Spallanzani concluded that the boiled broth became contaminated only when organisms from the air entered the flask. -
(mid-1800s) Pasteur's Experiment
To answer objections to Spallanzi's experiment, Pasteur made a curve-necked flask that allowed the air inside the flask to mix with the air outside the flask. The curve in the neck of the flask prevented solid particles, such as microorganisms, from entering the body of the flask. The broth boiled inside the experimental curve-necked flasks remained clear for up to a year. But when the curved necks were broken off, the broth became cloudy and contaminated with microorganisms within a day. -
(Early 20th cent.) Radiometric Dating
A method of establishing the age of materials. It is based on a comparison between the observed abundance of a naturally occurring radioactive isotope and its decay products, using known decay rates.

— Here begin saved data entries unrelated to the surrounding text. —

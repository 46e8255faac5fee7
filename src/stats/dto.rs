use serde::Serialize;

use super::{
    engine::{CourseAverage, GradeStats, StudentAverage},
    services::{GlobalOverview, Overview},
};
use crate::ledger::{Course, Student};

#[derive(Debug, Serialize)]
pub struct StudentStatsResponse {
    pub student: Student,
    pub stats: Option<GradeStats>,
    pub pass_rate: Option<f64>,
}

#[derive(Debug, Serialize)]
pub struct CourseStatsResponse {
    pub course: Course,
    pub stats: Option<GradeStats>,
    pub student_count: usize,
    pub pass_rate: Option<f64>,
}

#[derive(Debug, Serialize)]
pub struct GlobalStatsResponse {
    pub overview: Overview,
    pub global_stats: Option<GradeStats>,
    pub pass_rate: Option<f64>,
    pub by_course: Vec<CourseAverage>,
    pub by_student: Vec<StudentAverage>,
}

impl From<GlobalOverview> for GlobalStatsResponse {
    fn from(g: GlobalOverview) -> Self {
        Self {
            overview: g.overview,
            global_stats: g.stats,
            pass_rate: g.pass_rate,
            by_course: g.by_course,
            by_student: g.by_student,
        }
    }
}
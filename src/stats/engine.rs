//! Group-by arithmetic over grade sets.
//!
//! Everything here is a single pass over an in-memory slice; joins against
//! students/courses are keyed lookups. Averages are left unrounded: only the
//! export renderers round to two decimals.

use std::collections::{BTreeMap, HashMap, HashSet};

use serde::Serialize;

use crate::ledger::{Course, Grade, Student};

/// Minimum mark counted as a pass.
pub const PASS_THRESHOLD: f64 = 10.0;

#[derive(Debug, Clone, Copy, PartialEq, Serialize)]
pub struct GradeStats {
    pub average: f64,
    pub min: f64,
    pub max: f64,
    pub count: u64,
}

#[derive(Debug, Clone, PartialEq, Serialize)]
pub struct CourseAverage {
    pub course_id: String,
    pub course_name: String,
    pub average: f64,
    pub count: u64,
}

#[derive(Debug, Clone, PartialEq, Serialize)]
pub struct StudentAverage {
    pub student_id: String,
    pub student_name: String,
    pub average: f64,
    pub count: u64,
}

/// `None` when there are no grades: "no data" is not the same as 0/20.
pub fn summarize<I>(grades: I) -> Option<GradeStats>
where
    I: IntoIterator<Item = f64>,
{
    let mut iter = grades.into_iter();
    let first = iter.next()?;
    let (mut sum, mut min, mut max, mut count) = (first, first, first, 1u64);
    for g in iter {
        sum += g;
        min = min.min(g);
        max = max.max(g);
        count += 1;
    }
    Some(GradeStats {
        average: sum / count as f64,
        min,
        max,
        count,
    })
}

/// Share of grades at or above `threshold`, as a percentage with one decimal.
pub fn pass_rate<I>(grades: I, threshold: f64) -> Option<f64>
where
    I: IntoIterator<Item = f64>,
{
    let (passed, total) = grades.into_iter().fold((0u64, 0u64), |(p, t), g| {
        (p + u64::from(g >= threshold), t + 1)
    });
    if total == 0 {
        return None;
    }
    Some(round_to(passed as f64 / total as f64 * 100.0, 1))
}

pub fn distinct_students(grades: &[Grade]) -> usize {
    grades
        .iter()
        .map(|g| g.student_id.as_str())
        .collect::<HashSet<_>>()
        .len()
}

pub fn round_to(value: f64, decimals: i32) -> f64 {
    let factor = 10f64.powi(decimals);
    (value * factor).round() / factor
}

#[derive(Default)]
struct Acc {
    sum: f64,
    count: u64,
}

impl Acc {
    fn push(&mut self, g: f64) {
        self.sum += g;
        self.count += 1;
    }

    fn average(&self) -> f64 {
        self.sum / self.count as f64
    }
}

/// Groups by key (grades with an unknown key are skipped), then ranks by
/// descending average. The sort is stable over key order, so ties are
/// deterministic for a given grade set.
fn rank<'a, K, F>(grades: &'a [Grade], key: F, known: &HashSet<&str>) -> Vec<(&'a str, Acc)>
where
    K: AsRef<str> + ?Sized + 'a,
    F: Fn(&'a Grade) -> &'a K,
{
    let mut groups: BTreeMap<&str, Acc> = BTreeMap::new();
    for g in grades {
        let k = key(g).as_ref();
        if known.contains(k) {
            groups.entry(k).or_default().push(g.grade);
        }
    }
    let mut ranked: Vec<_> = groups.into_iter().collect();
    ranked.sort_by(|a, b| b.1.average().total_cmp(&a.1.average()));
    ranked
}

pub fn average_by_course(grades: &[Grade], courses: &[Course]) -> Vec<CourseAverage> {
    let names: HashMap<&str, &str> = courses
        .iter()
        .map(|c| (c.course_id.as_str(), c.name.as_str()))
        .collect();
    let known: HashSet<&str> = names.keys().copied().collect();

    rank(grades, |g| g.course_id.as_str(), &known)
        .into_iter()
        .map(|(id, acc)| CourseAverage {
            course_id: id.to_string(),
            course_name: names.get(id).copied().unwrap_or_default().to_string(),
            average: acc.average(),
            count: acc.count,
        })
        .collect()
}

pub fn average_by_student(grades: &[Grade], students: &[Student]) -> Vec<StudentAverage> {
    let names: HashMap<&str, String> = students
        .iter()
        .map(|s| (s.student_id.as_str(), s.full_name()))
        .collect();
    let known: HashSet<&str> = names.keys().copied().collect();

    rank(grades, |g| g.student_id.as_str(), &known)
        .into_iter()
        .map(|(id, acc)| StudentAverage {
            student_id: id.to_string(),
            student_name: names.get(id).cloned().unwrap_or_default(),
            average: acc.average(),
            count: acc.count,
        })
        .collect()
}

#[cfg(test)]
mod tests {
    use super::*;
    use time::macros::date;
    use uuid::Uuid;

    fn grade(student_id: &str, course_id: &str, value: f64) -> Grade {
        Grade {
            id: Uuid::new_v4(),
            student_id: student_id.into(),
            course_id: course_id.into(),
            grade: value,
            date: date!(2025 - 02 - 01),
        }
    }

    fn course(id: &str, name: &str) -> Course {
        Course {
            course_id: id.into(),
            name: name.into(),
            credits: 3,
        }
    }

    fn student(id: &str, first: &str, last: &str) -> Student {
        Student {
            student_id: id.into(),
            first_name: first.into(),
            last_name: last.into(),
        }
    }

    #[test]
    fn summarize_single_pass() {
        let stats = summarize([16.5, 18.0, 15.0, 17.5]).unwrap();
        assert_eq!(stats.average, 16.75);
        assert_eq!(stats.min, 15.0);
        assert_eq!(stats.max, 18.0);
        assert_eq!(stats.count, 4);
    }

    #[test]
    fn summarize_empty_is_no_data() {
        assert_eq!(summarize(Vec::<f64>::new()), None);
    }

    #[test]
    fn pass_rate_counts_threshold_as_pass() {
        assert_eq!(pass_rate([9.0, 10.0, 11.0, 19.0], PASS_THRESHOLD), Some(75.0));
        assert_eq!(pass_rate([9.0, 9.5], PASS_THRESHOLD), Some(0.0));
        assert_eq!(pass_rate(Vec::<f64>::new(), PASS_THRESHOLD), None);
    }

    #[test]
    fn pass_rate_rounds_to_one_decimal() {
        // 2 of 3 -> 66.666...
        assert_eq!(pass_rate([12.0, 14.0, 3.0], PASS_THRESHOLD), Some(66.7));
    }

    #[test]
    fn course_ranking_is_descending_and_joined() {
        let courses = [course("C001", "Databases"), course("C002", "Web")];
        let grades = [
            grade("S001", "C001", 10.0),
            grade("S002", "C001", 12.0),
            grade("S001", "C002", 18.0),
        ];
        let ranked = average_by_course(&grades, &courses);
        assert_eq!(ranked.len(), 2);
        assert_eq!(ranked[0].course_id, "C002");
        assert_eq!(ranked[0].course_name, "Web");
        assert_eq!(ranked[1].average, 11.0);
        assert_eq!(ranked[1].count, 2);
    }

    #[test]
    fn rankings_skip_grades_of_deleted_entities() {
        let students = [student("S001", "Alice", "Martin")];
        let grades = [grade("S001", "C001", 14.0), grade("S999", "C001", 20.0)];
        let ranked = average_by_student(&grades, &students);
        assert_eq!(ranked.len(), 1);
        assert_eq!(ranked[0].student_name, "Alice Martin");
        assert_eq!(ranked[0].average, 14.0);
    }

    #[test]
    fn ties_keep_key_order() {
        let students = [
            student("S002", "Bob", "Dupont"),
            student("S001", "Alice", "Martin"),
        ];
        let grades = [grade("S002", "C001", 15.0), grade("S001", "C001", 15.0)];
        let ranked = average_by_student(&grades, &students);
        let ids: Vec<_> = ranked.iter().map(|r| r.student_id.as_str()).collect();
        assert_eq!(ids, ["S001", "S002"]);
        assert_eq!(ranked, average_by_student(&grades, &students));
    }

    #[test]
    fn distinct_students_in_grade_set() {
        let grades = [
            grade("S001", "C001", 14.0),
            grade("S001", "C001", 8.0),
            grade("S002", "C001", 11.0),
        ];
        assert_eq!(distinct_students(&grades), 2);
    }
}
use serde::Deserialize;

#[derive(Debug, Deserialize)]
pub struct CreateGradeRequest {
    pub student_id: Option<String>,
    pub course_id: Option<String>,
    pub grade: Option<f64>,
    /// `YYYY-MM-DD`; a full ISO timestamp is accepted and truncated to its date.
    pub date: Option<String>,
}

/// Every field optional; absent fields keep their stored value.
#[derive(Debug, Default, Deserialize)]
pub struct UpdateGradeRequest {
    pub student_id: Option<String>,
    pub course_id: Option<String>,
    pub grade: Option<f64>,
    pub date: Option<String>,
}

It is the principal source of information about the absolute age of rocks and other geological features, including the age of the Earth itself, and can be used to date a wide range of natural and man-made materials. -
(1920) Alexander I. Oparin's Hypothesis
He hypothesized that the early atmosphere contained only Ammonia (NH3), Hydrogen (H2), water vapor (H2O), and Hydrogen/Carbon compounds. With the the heating and cooling of these gases, micromolecules could eventually be produced. -
(1953) Urey and Miller
Urey and Miller created an experimental aparatus to test Oparin's hypothesis. They put all of the elements Oparin stated in a chamber, added electrical shocks that simulated lightning, and amino acids were formed along with other organic compounds. -
(early 1980s) Thomas Cech
Cech found that some types of RNA found in some unicellular eukaryotes can act as a chemical catalyst. He called them "Ribozymes." Theu can act as a catalyst and promote a chemical reaction. This led to dicovery that these Ribozymes could replicate themselves and the theory that theu could have been the beginning of life. -
(1912-1998) Sydney Fox
He did extensive research on the physical structures that may have given rise to the first cells (microspheres & coercervates).